Wanita : "Iya." jawab singkat.
Pria : "Mbak sekolahnya dimana?"
Wanita : "Saya di SMA bla bla bla." jawab wanita itu dengan memalingkan wajah cuek.
Pria : "Hmm.. kebetulan itu searah sama jalan pulang saya"
"Mbak mau bareng?" tawar pria itu.
"Saya kira akan lebih cepat daripada harus menunggu angkot datang."
Wanita : "Maaf, menurut saya tidak" tolaknya dengan tegas.
"Lebih baik saya menunggu angkot saja, Mas"
Pria : "Baiklah klo begitu."
"Saya sebenarnya setiap pagi melewati jalan ini." pria itu mulai bercerita
"Saya mengantarkan adik saya pergi ke sekolahnya di SD bla bla bla."
"Setiap kali saya melewati jalan ini, saya selalu mendapati mbak sedang berdiri disini."

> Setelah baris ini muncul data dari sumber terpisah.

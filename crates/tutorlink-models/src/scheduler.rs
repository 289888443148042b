//! Class scheduling models.
//!
//! Conflict resolution happens server-side; the client only checks that a
//! requested slot is well-formed before sending it.

use chrono::{DateTime, NaiveDate, NaiveTime, Utc, Weekday};
use serde::{Deserialize, Serialize};
use validator::{Validate, ValidationError, ValidationErrors};

use crate::ids::{ClassId, StudentId, TeacherId};

/// Longest single class the scheduler accepts, in minutes.
pub const MAX_CLASS_MINUTES: i64 = 240;

#[derive(Debug, Clone, Copy, PartialEq, Eq, Hash, Serialize, Deserialize)]
#[serde(rename_all = "snake_case")]
pub enum ClassStatus {
    Scheduled,
    InProgress,
    Completed,
    Cancelled,
    Rescheduled,
}

#[derive(Debug, Clone, PartialEq, Serialize, Deserialize)]
pub struct ClassSession {
    pub id: ClassId,
    pub title: String,
    pub teacher_id: TeacherId,
    #[serde(default)]
    pub teacher_name: String,
    #[serde(default)]
    pub student_ids: Vec<StudentId>,
    pub start_time: DateTime<Utc>,
    pub end_time: DateTime<Utc>,
    pub status: ClassStatus,
    #[serde(default)]
    pub meeting_url: Option<String>,
}

impl ClassSession {
    pub fn duration_minutes(&self) -> i64 {
        (self.end_time - self.start_time).num_minutes()
    }

    pub fn is_upcoming_at(&self, now: DateTime<Utc>) -> bool {
        self.status == ClassStatus::Scheduled && self.start_time > now
    }
}

#[derive(Debug, Clone, Default, PartialEq, Eq, Hash, Serialize)]
pub struct ClassFilterParams {
    #[serde(skip_serializing_if = "Option::is_none")]
    pub start_date: Option<NaiveDate>,
    #[serde(skip_serializing_if = "Option::is_none")]
    pub end_date: Option<NaiveDate>,
    #[serde(skip_serializing_if = "Option::is_none")]
    pub teacher_id: Option<TeacherId>,
    #[serde(skip_serializing_if = "Option::is_none")]
    pub status: Option<ClassStatus>,
}

#[derive(Debug, Clone, Serialize, Deserialize, Validate)]
pub struct CreateClassDto {
    #[validate(length(min = 1, max = 200))]
    pub title: String,
    pub teacher_id: TeacherId,
    #[validate(length(min = 1, max = 30))]
    pub student_ids: Vec<StudentId>,
    pub start_time: DateTime<Utc>,
    pub end_time: DateTime<Utc>,
}

impl CreateClassDto {
    /// Field-level rules plus the time-window check.
    pub fn validate_all(&self) -> Result<(), ValidationErrors> {
        let mut errors = match self.validate() {
            Ok(()) => ValidationErrors::new(),
            Err(errors) => errors,
        };
        if let Err(e) = validate_time_window(self.start_time, self.end_time) {
            errors.add("end_time", e);
        }
        if errors.is_empty() { Ok(()) } else { Err(errors) }
    }
}

#[derive(Debug, Clone, Serialize, Deserialize)]
pub struct RescheduleClassDto {
    pub start_time: DateTime<Utc>,
    pub end_time: DateTime<Utc>,
    #[serde(skip_serializing_if = "Option::is_none")]
    pub reason: Option<String>,
}

impl RescheduleClassDto {
    pub fn validate_all(&self) -> Result<(), ValidationErrors> {
        let mut errors = ValidationErrors::new();
        if let Err(e) = validate_time_window(self.start_time, self.end_time) {
            errors.add("end_time", e);
        }
        if errors.is_empty() { Ok(()) } else { Err(errors) }
    }
}

#[derive(Debug, Clone, Serialize, Deserialize, Validate)]
pub struct CancelClassDto {
    #[validate(length(min = 3, max = 500))]
    pub reason: String,
}

/// A weekly recurring availability window.
#[derive(Debug, Clone, PartialEq, Eq, Serialize, Deserialize)]
pub struct AvailabilitySlot {
    pub weekday: Weekday,
    pub start: NaiveTime,
    pub end: NaiveTime,
}

impl AvailabilitySlot {
    pub fn is_valid(&self) -> bool {
        self.start < self.end
    }

    /// Two slots on the same weekday that share any time.
    pub fn overlaps(&self, other: &Self) -> bool {
        self.weekday == other.weekday && self.start < other.end && other.start < self.end
    }
}

/// Checks that a class ends after it starts and is not unreasonably long.
pub fn validate_time_window(
    start: DateTime<Utc>,
    end: DateTime<Utc>,
) -> Result<(), ValidationError> {
    if end <= start {
        return Err(ValidationError::new("end_before_start"));
    }
    if (end - start).num_minutes() > MAX_CLASS_MINUTES {
        return Err(ValidationError::new("too_long"));
    }
    Ok(())
}

#[cfg(test)]
mod tests {
    use super::*;
    use chrono::Duration;

    fn dto(minutes: i64) -> CreateClassDto {
        let start = Utc::now() + Duration::days(1);
        CreateClassDto {
            title: "Algebra II".to_string(),
            teacher_id: TeacherId(1),
            student_ids: vec![StudentId(5)],
            start_time: start,
            end_time: start + Duration::minutes(minutes),
        }
    }

    #[test]
    fn test_valid_class() {
        assert!(dto(60).validate_all().is_ok());
    }

    #[test]
    fn test_end_before_start_rejected() {
        let errors = dto(-30).validate_all().unwrap_err();
        assert!(errors.field_errors().contains_key("end_time"));
    }

    #[test]
    fn test_overlong_class_rejected() {
        assert!(dto(MAX_CLASS_MINUTES + 1).validate_all().is_err());
    }

    #[test]
    fn test_missing_students_and_bad_window_both_reported() {
        let mut bad = dto(0);
        bad.student_ids.clear();
        let errors = bad.validate_all().unwrap_err();
        let fields = errors.field_errors();
        assert!(fields.contains_key("student_ids"));
        assert!(fields.contains_key("end_time"));
    }

    #[test]
    fn test_slot_overlap() {
        let nine = NaiveTime::from_hms_opt(9, 0, 0).unwrap();
        let ten = NaiveTime::from_hms_opt(10, 0, 0).unwrap();
        let eleven = NaiveTime::from_hms_opt(11, 0, 0).unwrap();

        let a = AvailabilitySlot { weekday: Weekday::Mon, start: nine, end: eleven };
        let b = AvailabilitySlot { weekday: Weekday::Mon, start: ten, end: eleven };
        let c = AvailabilitySlot { weekday: Weekday::Tue, start: ten, end: eleven };
        let touching = AvailabilitySlot { weekday: Weekday::Mon, start: eleven, end: NaiveTime::from_hms_opt(12, 0, 0).unwrap() };

        assert!(a.overlaps(&b));
        assert!(!a.overlaps(&c));
        assert!(!a.overlaps(&touching));
        assert!(a.is_valid());
    }
}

"Pikir saya, kenapa tidak saya tawari saja tumpangan kepada mbak."
"Dengan begitu mbak nanti bisa tiba di sekolah lebih cepat."
"Bagaimana? Apakah mbak mau bareng dengan saya?" tawarnya lagi.
"Mbak boleh memegang KTP saya sebagai jaminan hingga tiba disekolah nanti."
Wanita : "Mas serius mau anterin saya?" katanya sedikit takut.
Pria : "Ya! Mumpung satu arah dengan saya." jawab pria itu meyakinkan
Wanita : "Nanti saya jangan diapa-apakan ya di jalan!" tawar wanita itu
Pria : "Ya, saya janji!" jawab ia dengan pasti.
"Baiklah, cepatlah naik, matahari sudah mulai meninggi."
Wanita : "Ya mas, terima kasih."
"Nanti habis jembatan belok kanan ya!" kata wanita itu sambil tersenyum.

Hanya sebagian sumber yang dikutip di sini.